(Published in National Jesuit News, October, 1996)
This summer, along with many other men across the assistancy, I celebrated my golden jubilee in the Society. To tell the truth, I had not given much thought to it until it was just about upon me. When one's life and ministry are engaging, you forget that 48 does indeed turn into 49, which spills over into 50. Then suddenly you are a jubilarian — and didn't they used to be old guys?
What is it like to gather with Jesuits you had not seen or contacted, in some instances, for over 40 years? It is impossible to capture suc a complex experience, of course, but I offer what I can name: some threads that recurred, feelings, impressions.
One surprise is the amount of time we devoted to asking about those who had left. We wanted to hear where they were and what they were doing. The prevailing tone was care for these good men and concern for rough times they might have experienced after leaving. We felt joy at hearing that one or other of us was still in close contact with one of them. It was difficult to learn that some were still carrying wounds from the mean-spirited legalism they had encountered from church people at the time of their departure or later.
It was only natural to ask about those who are still in but who, for whatever reason, had not responded to the invitation to join us. In some instances we heard that the issue was not simply scheduling demands or feelings about our class; the man had isolated himself from any serious interaction even with those in his own community. Our inability to connect with someone who was still in was harder to deal with than the fact that others had felt called to leave the Society.
Of course it was only natural that we would repeat all the hoary barracks tales from the course: classroom hijinks; the foibles and follies of an endless stream of professors, ministers and triduum presenters. We remembered escapades and culpas. Some did get caught; most lived to tell the tale. "I always wondered what the story behind that was; so that is what really happened."
An eavesdropper might have marveled at the colorful nicknames that tripped from our lips: Sarge and Snake and Horse, and Pie; the Baron; and the Chief and Spook and Hang-Dog.

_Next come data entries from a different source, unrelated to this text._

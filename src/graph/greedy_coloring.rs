//! Greedy coloring of a graph.
//!
//! Starting at the first vertex of the graph, walk the neighbour links depth first and give
//! each vertex the smallest color which is not already taken by a contiguous run of its
//! neighbours' colors, starting at 1.
//!
//! * Only the direct neighbourhood of a vertex is considered when choosing its color.
//! * Vertices which can not be reached from the first vertex are left uncolored.
//! * The walk order is fixed by vertex creation order and neighbour order, so the same
//!   input always produces the same colors.
use itertools::Itertools;
use log::{debug, trace};

use super::{vertex::Color, Graph};

/// A vertex on the walk stack, along with the position of the next neighbour to visit.
#[derive(Debug, Clone, Copy)]
struct WalkFrame {
    vertex_idx: usize,
    next_neighbour: usize,
}

impl WalkFrame {
    fn new(vertex_idx: usize) -> Self {
        WalkFrame {
            vertex_idx,
            next_neighbour: 0,
        }
    }
}

impl Graph {
    /// Color every vertex reachable from the first vertex of the graph.
    ///
    /// Visits vertices in the same order a recursive depth first walk would:
    /// * color the vertex on entry (if it has no color yet),
    /// * then enter each of its neighbours in adjacency order, skipping those which have
    ///   a color by the time they come up.
    ///
    /// An explicit stack is used instead of recursion so long chains can not overflow the
    /// call stack.  Calling this again on a colored graph changes nothing.
    pub fn color_graph(&mut self) {
        if self.is_empty() {
            return;
        }
        let start_idx = 0;

        self.assign_minimum_color(start_idx);
        let mut stack = vec![WalkFrame::new(start_idx)];

        while let Some(frame) = stack.last_mut() {
            let neighbours = self.get_vertex(frame.vertex_idx).neighbours();

            if let Some(&neighbour_idx) = neighbours.get(frame.next_neighbour) {
                frame.next_neighbour += 1;

                if !self.get_vertex(neighbour_idx).has_color() {
                    self.assign_minimum_color(neighbour_idx);
                    stack.push(WalkFrame::new(neighbour_idx));
                }
            } else {
                stack.pop();
            }
        }

        debug!(
            "colored graph: {} unique color(s), {} vertices left uncolored",
            self.unique_color_count(),
            self.uncolored_vertices().len()
        );
    }

    /// Smallest color available to vertex_idx given the colors of its direct neighbours.
    ///
    /// Neighbour colors are scanned in ascending order.  As long as they form a run
    /// 1, 2, 3... the candidate moves past the run; the first gap ends the scan.
    /// Uncolored neighbours do not constrain the result.
    ///
    /// * neighbour colors {1, 2, 4} -> 3
    /// * neighbour colors {1, 2, 3} -> 4
    /// * no colored neighbours -> 1
    pub fn minimum_available_color(&self, vertex_idx: usize) -> Color {
        let neighbour_colors = self
            .get_vertex(vertex_idx)
            .neighbours()
            .iter()
            .filter_map(|neighbour_idx| self.get_vertex(*neighbour_idx).color())
            .sorted();

        let mut run_end: Color = 0;
        for color in neighbour_colors {
            if color > run_end {
                if color == run_end + 1 {
                    run_end = color;
                } else {
                    break;
                }
            }
        }

        run_end + 1
    }

    /// Give vertex_idx its minimum available color, unless it already has a color.
    fn assign_minimum_color(&mut self, vertex_idx: usize) {
        if self.get_vertex(vertex_idx).has_color() {
            return;
        }
        let color = self.minimum_available_color(vertex_idx);
        self.get_vertex_mut(vertex_idx).set_color(color);

        trace!("{}", self.get_vertex(vertex_idx));
    }
}
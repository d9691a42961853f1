use std::path::PathBuf;
use std::process::ExitCode;

use anyhow::{Context, Result};
use clap::Parser;
use itertools::Itertools;
use log::LevelFilter;

use chromatic_rs::api::{color_graph_str, read_adjacency_file};
use chromatic_rs::error::GraphError;
use chromatic_rs::graph_examples::{example_str, GRAPH_EXAMPLES};

/// Greedily colors the vertices of a graph so that no two adjacent vertices share a color,
/// and reports how many colors were used.
///
/// The input is an adjacency list, one `name:neighbour,neighbour,...` line per vertex.
#[derive(Parser, Debug)]
#[command(name = "chromatic", version)]
struct Cli {
    /// Path to a file holding the adjacency list
    #[arg(required_unless_present = "example", conflicts_with = "example")]
    path: Option<PathBuf>,

    /// Color one of the built in example graphs instead of a file
    #[arg(short, long)]
    example: Option<String>,

    /// Do not print the adjacency list
    #[arg(short, long)]
    quiet: bool,

    /// Also print the color given to each vertex
    #[arg(short = 'c', long)]
    show_colors: bool,

    /// Log more; repeat for even more.  RUST_LOG takes precedence.
    #[arg(short, long, action = clap::ArgAction::Count)]
    verbose: u8,
}

impl Cli {
    fn log_level(&self) -> LevelFilter {
        match self.verbose {
            0 => LevelFilter::Warn,
            1 => LevelFilter::Info,
            2 => LevelFilter::Debug,
            _ => LevelFilter::Trace,
        }
    }

    /// The adjacency list selected on the command line.
    fn adjacency(&self) -> Result<String> {
        match (&self.example, &self.path) {
            (Some(title), _) => {
                let adjacency = example_str(title)
                    .ok_or_else(|| GraphError::UnknownExample(title.clone()))
                    .with_context(|| {
                        format!(
                            "known examples: {}",
                            GRAPH_EXAMPLES.iter().map(|(title, _)| title).join(", ")
                        )
                    })?;
                Ok(adjacency.to_string())
            }
            (None, Some(path)) => Ok(read_adjacency_file(path)?),
            // clap requires one of the two.
            (None, None) => Ok(String::new()),
        }
    }
}

fn run(cli: &Cli) -> Result<()> {
    let adjacency = cli.adjacency()?;
    let graph = color_graph_str(&adjacency)?;

    if !cli.quiet {
        println!("{graph}");
    }

    if cli.show_colors {
        for vertex in graph.vertices() {
            println!("{vertex}");
        }
        println!();
    }

    println!(
        "This graph has {} unique color(s)",
        graph.unique_color_count()
    );

    Ok(())
}

fn main() -> ExitCode {
    let cli = Cli::parse();

    env_logger::Builder::new()
        .filter_level(cli.log_level())
        .parse_default_env()
        .init();

    match run(&cli) {
        Ok(()) => ExitCode::SUCCESS,
        Err(err) => {
            eprintln!("error: {err:#}");
            ExitCode::FAILURE
        }
    }
}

We remembered fondly some lay brothers whose job might have been baker or tailor or infirmarian but whose real glory was that they kept us scholastics sane.
It goes without saying that we recalled men who had died. A name would surface and there would be knowing nods around the group. "The last time I saw him..." Gentle smiles; you didn't even need to tell the stories they represented.
Reminiscing over drinks was fun for a while but it soon got old. Occasionally — but only rarely — you had the uneasy sense that the man rehearsing the old days might not have left them yet.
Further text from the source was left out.